Methods: Two-hundred patients scheduled to undergo pancreatic surgery were enrolled and assigned to ERAS group or control group according to the order of operation time. Patients in ERAS group received perioperative care with the ERAS protocol, and those in control group underwent the conventional protocol for pancreatic surgery. Ninety-seven patients in ERAS group and 90 patients in control group were finally selected, and the relevant clinical variables between the two groups of patients were compared and analyzed.

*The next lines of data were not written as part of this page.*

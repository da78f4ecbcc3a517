use thiserror::Error;

#[derive(Error, Debug, Clone)]
pub enum GitError {
    #[error("Missing Git binary. Make sure Git is installed on your system and is globally accessible (present in PATH).")]
    MissingGitBinary,
    #[error("Error while executing git: {0}")]
    GitExecutionError(String),
    #[error("I/O error: {0}")]
    IoError(String),
    #[error("Malformed repository path: {0}")]
    MalformedRepositoryPath(String),
    #[error("Malformed repository URL: {0}")]
    MalformedRepositoryUrl(String),
}
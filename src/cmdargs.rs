use std::path::PathBuf;

use clap::Parser;

use crate::git::RepositoryPath;

/// Apply Kubernetes manifests pushed to a Git repository
#[derive(Parser, Debug)]
#[clap(author, version, about)]
pub struct Args {
    /// Git provider: github, gitlab, gitea, bitbucket or git (github as default)
    #[clap(long)]
    pub provider: Option<String>,

    /// Default namespace for namespaced resources ("default" as default)
    #[clap(long)]
    pub namespace: Option<String>,

    /// Webhook secret
    #[clap(long)]
    pub webhook_secret: Option<String>,

    /// Telemetry URL (disabled as default)
    #[clap(long)]
    pub telemetry_url: Option<String>,

    /// Kubeconfig path (inferred as default)
    #[clap(long)]
    pub kubeconfig: Option<PathBuf>,

    /// Provider API base URL (provider public API as default)
    #[clap(long)]
    pub git_base_url: Option<String>,

    /// Provider API token
    #[clap(long)]
    pub git_token: Option<String>,

    /// What to do with undecodable documents: skip or abort (skip as default)
    #[clap(long)]
    pub decode_failure_policy: Option<String>,

    /// Command
    #[clap(subcommand)]
    pub command: SubCommand,
}

#[derive(Parser, Debug)]
pub enum SubCommand {
    /// Serve webhooks
    Serve(ServeCommand),
    /// Apply a local manifest file
    Apply(ApplyCommand),
    /// Register the webhook on the provider
    Install(InstallCommand),
}

#[derive(Parser, Debug)]
pub struct ServeCommand {
    /// Bind IP (0.0.0.0 as default)
    #[clap(long)]
    pub bind_ip: Option<String>,

    /// Port (8082 as default)
    #[clap(long)]
    pub port: Option<String>,

    /// Public base URL, registers the webhook on startup when set
    #[clap(long)]
    pub public_url: Option<String>,
}

#[derive(Parser, Debug)]
pub struct ApplyCommand {
    /// Manifest file, may hold several documents
    #[clap(long)]
    pub file: PathBuf,

    /// Default namespace, overriding the global one
    #[clap(long)]
    pub namespace: Option<String>,
}

#[derive(Parser, Debug)]
pub struct InstallCommand {
    /// Public base URL of this server
    #[clap(long)]
    pub url: String,

    /// Repository full name (owner/name), taken from the configuration as default
    #[clap(long)]
    pub repository: Option<RepositoryPath>,
}
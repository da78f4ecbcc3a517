use axum::http::StatusCode;
use serde::Serialize;
use thiserror::Error;

use crate::{k8s::ApplyError, providers::ProviderError};

#[derive(Debug, Error)]
pub enum ErrorCode {
    InvalidDelivery(String),
    MissingEventHeader(&'static str),
    MalformedEventBody(String),
    ListFilesFailure(String),
    DownloadFailure { path: String, reason: String },
    ApplyConflict { path: String, reason: String },
    ApplyFailure { path: String, reason: String },
    UnhandledError(String),
}

#[derive(Debug, Serialize)]
pub struct ErrorCodeDetail {
    #[serde(skip)]
    status_code: StatusCode,
    internal_code: u32,
    message: String,
}

impl ErrorCode {
    pub fn details(&self) -> ErrorCodeDetail {
        self.into()
    }

    pub fn from_apply_error<P: Into<String>>(path: P, error: ApplyError) -> Self {
        let path = path.into();
        match error {
            ApplyError::Conflict { .. } => Self::ApplyConflict {
                path,
                reason: error.to_string(),
            },
            other => Self::ApplyFailure {
                path,
                reason: other.to_string(),
            },
        }
    }
}

impl From<ProviderError> for ErrorCode {
    fn from(error: ProviderError) -> Self {
        match error {
            e if e.is_validation_error() => Self::InvalidDelivery(e.to_string()),
            ProviderError::MissingEventHeader(header) => Self::MissingEventHeader(header),
            e @ (ProviderError::MalformedPayload(_) | ProviderError::MalformedPayloadField(_, _)) => {
                Self::MalformedEventBody(e.to_string())
            }
            other => Self::UnhandledError(other.to_string()),
        }
    }
}

impl ErrorCodeDetail {
    pub fn with_status_code<T: Into<String>>(
        status_code: StatusCode,
        internal_code: u32,
        message: T,
    ) -> Self {
        Self {
            internal_code,
            status_code,
            message: message.into(),
        }
    }

    pub fn bad_request<T: Into<String>>(internal_code: u32, message: T) -> Self {
        Self::with_status_code(StatusCode::BAD_REQUEST, internal_code, message)
    }

    pub fn server_error<T: Into<String>>(internal_code: u32, message: T) -> Self {
        Self::with_status_code(StatusCode::INTERNAL_SERVER_ERROR, internal_code, message)
    }

    pub fn status_code(&self) -> StatusCode {
        self.status_code
    }

    pub fn internal_code(&self) -> u32 {
        self.internal_code
    }
}

impl From<&ErrorCode> for ErrorCodeDetail {
    fn from(value: &ErrorCode) -> Self {
        match value {
            ErrorCode::InvalidDelivery(e) => {
                Self::bad_request(1, format!("Invalid delivery: '{}'", e))
            }
            ErrorCode::MissingEventHeader(header) => {
                Self::bad_request(2, format!("Missing {} header", header))
            }
            ErrorCode::MalformedEventBody(e) => {
                Self::bad_request(3, format!("Malformed event body: '{}'", e))
            }
            ErrorCode::ListFilesFailure(e) => {
                Self::server_error(10, format!("Cannot list repository files: '{}'", e))
            }
            ErrorCode::DownloadFailure { path, reason } => {
                Self::server_error(11, format!("Cannot download '{}': '{}'", path, reason))
            }
            ErrorCode::ApplyConflict { path, reason } => {
                Self::server_error(12, format!("Conflict while applying '{}': '{}'", path, reason))
            }
            ErrorCode::ApplyFailure { path, reason } => {
                Self::server_error(13, format!("Cannot apply '{}': '{}'", path, reason))
            }
            ErrorCode::UnhandledError(e) => {
                Self::server_error(99, format!("Unhandled error: '{}'", e))
            }
        }
    }
}

impl std::fmt::Display for ErrorCode {
    fn fmt(&self, f: &mut std::fmt::Formatter<'_>) -> std::fmt::Result {
        let detail = ErrorCodeDetail::from(self);
        f.write_str(&detail.message)
    }
}
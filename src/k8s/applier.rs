use std::{fmt, sync::Arc};

use kube::api::DynamicObject;
use serde::Serialize;

use super::{
    group_version_kind,
    manifest::{decode_document, split_documents},
    ApplyError, ClusterApi, ResourceScope,
};

/// What to do with a document that cannot be decoded.
#[derive(Debug, Clone, Copy, PartialEq, Eq, Default, strum::Display, strum::EnumString)]
#[strum(serialize_all = "lowercase", ascii_case_insensitive)]
pub enum DecodeFailurePolicy {
    /// Log and continue with the next document.
    #[default]
    Skip,
    /// Fail the whole file.
    Abort,
}

#[derive(Debug, Clone, Copy, PartialEq, Eq, Serialize)]
#[serde(rename_all = "lowercase")]
pub enum ApplyAction {
    Created,
    Updated,
}

#[derive(Debug, Clone, PartialEq, Eq, Serialize)]
pub struct AppliedObject {
    pub api_version: String,
    pub kind: String,
    #[serde(skip_serializing_if = "Option::is_none")]
    pub namespace: Option<String>,
    pub name: String,
    pub action: ApplyAction,
}

impl fmt::Display for AppliedObject {
    fn fmt(&self, f: &mut fmt::Formatter<'_>) -> fmt::Result {
        match &self.namespace {
            Some(ns) => write!(f, "{} {}/{}", self.kind, ns, self.name),
            None => write!(f, "{} {}", self.kind, self.name),
        }
    }
}

#[derive(Debug, Default, Clone, PartialEq, Eq, Serialize)]
pub struct ApplySummary {
    pub created: usize,
    pub updated: usize,
    pub skipped: usize,
    pub objects: Vec<AppliedObject>,
}

impl ApplySummary {
    fn record(&mut self, object: AppliedObject) {
        match object.action {
            ApplyAction::Created => self.created += 1,
            ApplyAction::Updated => self.updated += 1,
        }
        self.objects.push(object);
    }

    pub fn merge(&mut self, other: ApplySummary) {
        self.created += other.created;
        self.updated += other.updated;
        self.skipped += other.skipped;
        self.objects.extend(other.objects);
    }
}

/// Create-or-update of arbitrary resources.
#[derive(Debug, Clone)]
pub struct Applier {
    cluster: Arc<dyn ClusterApi>,
    decode_failure_policy: DecodeFailurePolicy,
}

impl Applier {
    pub fn new(cluster: Arc<dyn ClusterApi>, decode_failure_policy: DecodeFailurePolicy) -> Self {
        Self {
            cluster,
            decode_failure_policy,
        }
    }

    /// Get the object by name, create it when absent, otherwise replace it
    /// carrying over the live `resourceVersion`.
    #[tracing::instrument(
        skip_all,
        fields(kind = tracing::field::Empty, name = tracing::field::Empty)
    )]
    pub async fn apply_object(
        &self,
        mut object: DynamicObject,
        default_namespace: &str,
    ) -> Result<AppliedObject, ApplyError> {
        let (api_version, kind) = match &object.types {
            Some(types) => (types.api_version.clone(), types.kind.clone()),
            None => return Err(ApplyError::Decode("missing type metadata".into())),
        };
        let name = object
            .metadata
            .name
            .clone()
            .ok_or_else(|| ApplyError::Decode("missing field 'metadata.name'".into()))?;

        tracing::Span::current()
            .record("kind", &kind.as_str())
            .record("name", &name.as_str());

        let mapping = self
            .cluster
            .rest_mapping(&group_version_kind(&api_version, &kind))
            .await
            .map_err(|source| ApplyError::Mapping {
                kind: format!("{api_version} {kind}"),
                source,
            })?;

        let namespace = match mapping.scope {
            ResourceScope::Namespaced => {
                let namespace = object
                    .metadata
                    .namespace
                    .clone()
                    .filter(|ns| !ns.is_empty())
                    .unwrap_or_else(|| default_namespace.to_owned());
                object.metadata.namespace = Some(namespace.clone());
                Some(namespace)
            }
            ResourceScope::Cluster => None,
        };

        let mut applied = AppliedObject {
            api_version,
            kind,
            namespace,
            name,
            action: ApplyAction::Created,
        };
        let resource = applied.to_string();
        let namespace = applied.namespace.as_deref();

        let existing = self
            .cluster
            .get(&mapping, namespace, &applied.name)
            .await
            .map_err(|source| ApplyError::Get {
                resource: resource.clone(),
                source,
            })?;

        match existing {
            None => {
                self.cluster
                    .create(&mapping, namespace, &object)
                    .await
                    .map_err(|source| {
                        if source.is_conflict() {
                            ApplyError::Conflict {
                                resource: resource.clone(),
                                message: source.to_string(),
                            }
                        } else {
                            ApplyError::Create {
                                resource: resource.clone(),
                                source,
                            }
                        }
                    })?;
                tracing::info!(resource = %resource, "created");
            }
            Some(live) => {
                object.metadata.resource_version = live.metadata.resource_version;
                self.cluster
                    .update(&mapping, namespace, &object)
                    .await
                    .map_err(|source| {
                        if source.is_conflict() {
                            ApplyError::Conflict {
                                resource: resource.clone(),
                                message: source.to_string(),
                            }
                        } else {
                            ApplyError::Update {
                                resource: resource.clone(),
                                source,
                            }
                        }
                    })?;
                applied.action = ApplyAction::Updated;
                tracing::info!(resource = %resource, "updated");
            }
        }

        Ok(applied)
    }

    /// Apply every document of a YAML stream in order. The first apply
    /// failure stops the stream; earlier documents stay applied.
    pub async fn apply_documents(
        &self,
        content: &[u8],
        default_namespace: &str,
    ) -> Result<ApplySummary, ApplyError> {
        let mut summary = ApplySummary::default();

        for (index, document) in split_documents(content).into_iter().enumerate() {
            let object = match decode_document(document) {
                Ok(Some(object)) => object,
                Ok(None) => continue,
                Err(e) => match self.decode_failure_policy {
                    DecodeFailurePolicy::Skip => {
                        tracing::warn!(document = index, error = %e, "skipping undecodable document");
                        summary.skipped += 1;
                        continue;
                    }
                    DecodeFailurePolicy::Abort => {
                        return Err(ApplyError::Decode(format!("document {index}: {e}")))
                    }
                },
            };

            summary.record(self.apply_object(object, default_namespace).await?);
        }

        Ok(summary)
    }
}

Results: There were no significant differences in sex, age, surgery type and surgical procedure between the two groups of patients (all P>0.05). In ERAS group, the postoperative VAS score was significantly reduced, the time to first anal gas passage was significantly shortened, the incidence of pulmonary infection was significantly decreased, and the length of postoperative hospital stay was significantly reduced compared with control group (all P<0.05). There were no significant differences in terms of the time of anesthesia awareness, incidence rates of postoperative nausea/vomiting, and re-insertion of the urethral catheter, and incidence rates of other surgical complications as well as the rates of unplanned return to the operating room and unplanned return to hospital after discharge (all P>0.05).
Conclusion: ERAS pathway can be safely applied to pancreatic surgery, and it can promote the recovery of body function, shorten the length of hospital stay and improve the patient’s healthcare experience.